Tõnis Jürgens' „Dreaming of Babylon“ at Tartu Art Museum
Tõnis Jürgens „Dreaming of Babylon“ / „Paabeli ulmad“
Tartu Kunstimuuseum / Tartu Art Museum
The main focus of the exhibition is the digital measurement of sleep, which has gained popularity in recent years. Tracking the habits of one’s everyday life is offered to individual users by an increasing number of devices: smartwatches, -bands, -rings, -speakers, -mats, apps etc. These devices track users even when they are sleeping, collecting a steady stream of data about their habits and cycles of sleep.
The measuring of sleep turns a welcome spotlight on the importance of healthy sleep habits. However, the data collected through these measurements are resources and commodities which end up in the data centres of the smart device manufacturers and which can then be resold as data or market information. Therefore, by tracking your sleep habits and interpreting the collected data, you are also working while you are sleeping.
It seems that sleep, which previously seemed to be the last mysterious safe haven where capitalism couldn’t reach, has quietly started becoming part of the machinations of the surveillance society. Through measuring sleep, dreams have turned into side-products in the production process, like the noise surrounding a radio signal or the sediment in a bottle of juice.
At the exhibition Dreaming of Babylon, Tõnis Jürgens follows the afterlives of the data collected by the surveillance society, as well as dreams that have been written down by dreamers. At the centre of the display is a staged bedroom filled with traces of somebody’s life. In the room, a film is projected – scenes of server racks towering over uninhabited landscapes – which is accompanied by a shifting narrative of the descriptions of dreams.
The exhibition is part of the Tartu Art Museum exhibition series Young Tartu.

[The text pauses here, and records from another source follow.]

//! # Region Cache
//!
//! Holds generated regions in memory and hands out chunk slices.
//!
//! ## Region Lifecycle
//!
//! ```text
//!            acquire                 load / generate ok
//! Unloaded ──────────> Loading ─────────────────────────> Loaded
//!    ^                    │ generation error                │ refcount 0,
//!    │                    v                                 │ evict
//!    │                 Failed ──evict──> (removed)          v
//!    └──────────────── saved / clean ─────────────────── Unloading
//!                                                           │ save failed or
//!                                      Loaded (dirty) <─────┘ re-acquired
//! ```
//!
//! A region enters the map on the first chunk request inside it and
//! leaves it only after a successful eviction. Readers that find it
//! `Loading` or `Unloading` block on the region's condvar until it
//! settles, so a torn or half-generated slab is never observed.
//!
//! ## Reference Counting
//!
//! Increments and the final "is it still zero" check of an eviction both
//! happen under the map lock, so an eviction can never remove a region
//! that was just acquired again.

use std::collections::HashMap;
use std::sync::Arc;
use std::time::Instant;

use parking_lot::{Condvar, Mutex};
use stratum_core::{CellGrid, GridPool};
use tracing::{debug, error, info, warn};

use crate::chunk::{ChunkCoord, RegionCoord};
use crate::error::{CacheError, CacheResult, GenerationError};
use crate::layer::GenContext;
use crate::region_store::RegionStore;
use crate::stack::GenerationStack;
use crate::stats::StreamStats;

/// Lifecycle state of a region.
#[derive(Clone, Copy, Debug, PartialEq, Eq)]
pub enum RegionState {
    /// Not in memory.
    Unloaded,
    /// Being read from storage or generated.
    Loading,
    /// Slab resident.
    Loaded,
    /// Being written back before eviction.
    Unloading,
    /// Generation failed.
    Failed,
}

/// Outcome of an eviction attempt.
#[derive(Clone, Copy, Debug, PartialEq, Eq)]
pub enum Eviction {
    /// Persisted (if needed) and dropped from memory.
    Evicted,
    /// Region is referenced again, or not resident.
    Skipped,
    /// Save failed; the slab stays resident and dirty.
    Retained,
}

struct RegionInner {
    state: RegionState,
    slab: Option<CellGrid>,
    refcount: usize,
    /// Slab not yet persisted.
    dirty: bool,
    failure: Option<GenerationError>,
}

/// One region's slab, state and reference count.
pub struct Region {
    coord: RegionCoord,
    inner: Mutex<RegionInner>,
    settled: Condvar,
}

impl Region {
    fn new(coord: RegionCoord) -> Self {
        Self {
            coord,
            inner: Mutex::new(RegionInner {
                state: RegionState::Unloaded,
                slab: None,
                refcount: 0,
                dirty: false,
                failure: None,
            }),
            settled: Condvar::new(),
        }
    }

    /// Region coordinate.
    #[must_use]
    pub const fn coord(&self) -> RegionCoord {
        self.coord
    }

    /// Current state.
    #[must_use]
    pub fn state(&self) -> RegionState {
        self.inner.lock().state
    }

    /// Active chunks inside this region.
    #[must_use]
    pub fn refcount(&self) -> usize {
        self.inner.lock().refcount
    }

    /// Returns true if the slab has not been persisted.
    #[must_use]
    pub fn is_dirty(&self) -> bool {
        self.inner.lock().dirty
    }

    fn set(&self, state: RegionState) {
        self.inner.lock().state = state;
        self.settled.notify_all();
    }
}

/// Where a loaded slab came from.
enum Source {
    Disk,
    Generated { persisted: bool },
}

/// In-memory regions plus the storage and generator behind them.
pub struct RegionCache {
    regions: Mutex<HashMap<RegionCoord, Arc<Region>>>,
    store: RegionStore,
    stack: GenerationStack,
    ctx: GenContext,
    pool: Arc<GridPool>,
    stats: Arc<StreamStats>,
}
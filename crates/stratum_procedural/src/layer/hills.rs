//! Hills mixed in from the river label stack.

use stratum_core::{Area, CellGrid, MIN_RIVER_LABEL};

use super::{fill, GenContext, Layer, LayerRef, LayerSlot};
use crate::error::GenResult;

/// Height added to a hill.
pub const HILL_HEIGHT: f32 = 0.35;

/// Labels in this residue class always raise a hill.
const HILL_PERIOD: i32 = 29;

/// Otherwise a labelled cell is a hill one time in this many.
const HILL_ONE_IN: i32 = 3;

/// Raises hills on land using a parallel label map as a filter.
///
/// The filter is River Init zoomed to this layer's resolution; its labels
/// give hills the same blob shapes rivers are traced around.
pub struct HillsMix {
    slot: LayerSlot,
    base: LayerRef,
    filter: LayerRef,
}

impl HillsMix {
    /// Mixes `filter` labels onto `base`.
    #[must_use]
    pub fn new(slot: LayerSlot, base: LayerRef, filter: LayerRef) -> Self {
        Self { slot, base, filter }
    }
}

impl Layer for HillsMix {
    fn name(&self) -> &'static str {
        "hills_mix"
    }

    fn generate(&self, ctx: &GenContext, area: Area) -> GenResult<CellGrid> {
        let seed = ctx.seed(self.name(), self.slot)?;
        let base = self.base.generate(ctx, area)?;
        let filter = self.filter.generate(ctx, area)?;

        let out = fill(ctx, area, |x, z| {
            let mut cell = *base.at(x, z);
            let label = filter.at(x, z).river_indicator;
            if !cell.land || cell.is_river() || !cell.biome.allows_hills() {
                return cell;
            }
            if label < MIN_RIVER_LABEL {
                return cell;
            }

            let special = (label - MIN_RIVER_LABEL) % HILL_PERIOD == 1;
            if special || seed.tile(x, z).chance(HILL_ONE_IN) {
                cell.is_hill = true;
                cell.height += HILL_HEIGHT;
            }
            cell
        });

        ctx.recycle(base);
        ctx.recycle(filter);
        Ok(out)
    }
}
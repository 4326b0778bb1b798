//! Streaming counters.

use std::sync::atomic::{AtomicU64, Ordering};

/// Live counters shared by the streamer, the cache manager and the workers.
#[derive(Debug, Default)]
pub struct StreamStats {
    /// Chunk loads handed to workers.
    pub loads_dispatched: AtomicU64,
    /// Chunk unloads handed to workers.
    pub unloads_dispatched: AtomicU64,
    /// Pending loads dropped because the chunk left the window first.
    pub loads_cancelled: AtomicU64,
    /// Regions produced by the generation stack.
    pub regions_generated: AtomicU64,
    /// Regions read back from storage.
    pub regions_loaded: AtomicU64,
    /// Regions dropped from memory.
    pub regions_evicted: AtomicU64,
    /// Evictions skipped because the region was referenced again.
    pub evictions_cancelled: AtomicU64,
    /// Region saves that failed.
    pub save_failures: AtomicU64,
    /// Region loads that failed and fell back to generation.
    pub load_failures: AtomicU64,
}

/// Point-in-time copy of [`StreamStats`].
#[derive(Clone, Copy, Debug, Default, PartialEq, Eq)]
pub struct StatsSnapshot {
    /// See [`StreamStats::loads_dispatched`].
    pub loads_dispatched: u64,
    /// See [`StreamStats::unloads_dispatched`].
    pub unloads_dispatched: u64,
    /// See [`StreamStats::loads_cancelled`].
    pub loads_cancelled: u64,
    /// See [`StreamStats::regions_generated`].
    pub regions_generated: u64,
    /// See [`StreamStats::regions_loaded`].
    pub regions_loaded: u64,
    /// See [`StreamStats::regions_evicted`].
    pub regions_evicted: u64,
    /// See [`StreamStats::evictions_cancelled`].
    pub evictions_cancelled: u64,
    /// See [`StreamStats::save_failures`].
    pub save_failures: u64,
    /// See [`StreamStats::load_failures`].
    pub load_failures: u64,
}

impl StreamStats {
    /// Adds one to a counter.
    #[inline]
    pub fn bump(counter: &AtomicU64) {
        counter.fetch_add(1, Ordering::Relaxed);
    }

    /// Reads every counter.
    #[must_use]
    pub fn snapshot(&self) -> StatsSnapshot {
        let get = |c: &AtomicU64| c.load(Ordering::Relaxed);
        StatsSnapshot {
            loads_dispatched: get(&self.loads_dispatched),
            unloads_dispatched: get(&self.unloads_dispatched),
            loads_cancelled: get(&self.loads_cancelled),
            regions_generated: get(&self.regions_generated),
            regions_loaded: get(&self.regions_loaded),
            regions_evicted: get(&self.regions_evicted),
            evictions_cancelled: get(&self.evictions_cancelled),
            save_failures: get(&self.save_failures),
            load_failures: get(&self.load_failures),
        }
    }
}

Tõnis Jürgens (b 1989) is a film projectionist, a writer and an emptiness aficionado. He has a bachelor’s degree in culture studies from Tallinn University and a master’s degree from the Department of New Media at the Estonian Academy of Arts, including an additional year as an exchange student at the Academy of Arts, Architecture and Design in Prague (UMPRUM). The exhibition is a continuation of Jürgens’s creative research at the Doctoral School of the Estonian Academy of Arts.